Impact of Attaining an Aggressive Pharmacokinetic-Pharmacodynamic Target on the Clinical Efficacy of Continuous Infusion β-Lactam Therapy for Early Posttransplant Gram-Negative Infections in Critically Ill Orthotopic Liver Transplant Recipients: An Interim Analysis of a 3-Year Prospective, Observational Study

Abstract Background To assess the impact of attaining aggressive β-lactam (BL) pharmacokinetic-pharmacodynamic (PK/PD) targets on clinical efficacy in critically ill orthotopic liver transplant (OLT) recipients with documented early gram-negative infections.
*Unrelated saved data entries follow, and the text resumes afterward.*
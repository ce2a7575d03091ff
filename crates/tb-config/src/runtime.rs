use std::path::PathBuf;

use serde::Deserialize;

use crate::types::HumanDuration;

/// Task topology and cadence settings (`[runtime]`).
#[derive(Debug, Clone, Deserialize)]
#[serde(default)]
pub struct RuntimeConfig {
    /// Number of window worker shards per consumer group.
    pub shards: usize,
    /// Maximum records a reader pulls from one partition per poll.
    pub batch_size: usize,
    /// Reader back-off when no partition had data, and the shard sweep tick.
    pub batch_interval: HumanDuration,
    pub commit_interval: HumanDuration,
    /// A partition without data for this long is excluded from the combined
    /// watermark.
    pub idle_timeout: HumanDuration,
    /// Bound of each reader → shard channel.
    pub channel_capacity: usize,
}

impl Default for RuntimeConfig {
    fn default() -> Self {
        Self {
            shards: 4,
            batch_size: 6,
            batch_interval: HumanDuration::from_millis(100),
            commit_interval: HumanDuration::from_secs(5),
            idle_timeout: HumanDuration::from_secs(10),
            channel_capacity: 1024,
        }
    }
}

/// Where committed offsets are persisted (`[checkpoint]`).
#[derive(Debug, Clone, Deserialize)]
#[serde(default)]
pub struct CheckpointConfig {
    /// Relative paths resolve against the config file's directory.
    pub dir: PathBuf,
}

impl Default for CheckpointConfig {
    fn default() -> Self {
        Self {
            dir: PathBuf::from("state/checkpoints"),
        }
    }
}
Methods The study prospectively enrolled OLT recipients admitted to the posttransplant intensive care unit between June 2021 and May 2024; they had documented gram-negative infections treated with targeted therapy continuous infusion (CI) BLs and underwent therapeutic drug monitoring (TDM)-guided BL dosing adjustment within the first 72 hours. Aggressive PK/PD target attainment was measured. Multivariate logistic regression analyses were performed to test independent variables associated with 30-day resistance occurrence. Results Fifty critically ill OLT recipients were treated with CI BL in monotherapy (n = 34) or combination (n = 16) therapy for documented gram-negative infections No significant difference in clinical/microbiological outcome emerged between monotherapy and combination therapy. In 4 patients (8.0%), resistance developed within 30 days. At multivariate analysis, failure in attaining an aggressive BL PK/PD target emerged as the only independent predictor of 30-day resistance development (odds ratio, 14.33 [95% confidence interval, 1.46–140.53]; P = .02). Conclusions Attaining an aggressive PK/PD target with CI BLs in critically ill OLT recipients with documented gram-negative infections could represent an effective strategy for minimizing resistance occurrence to the selected BL.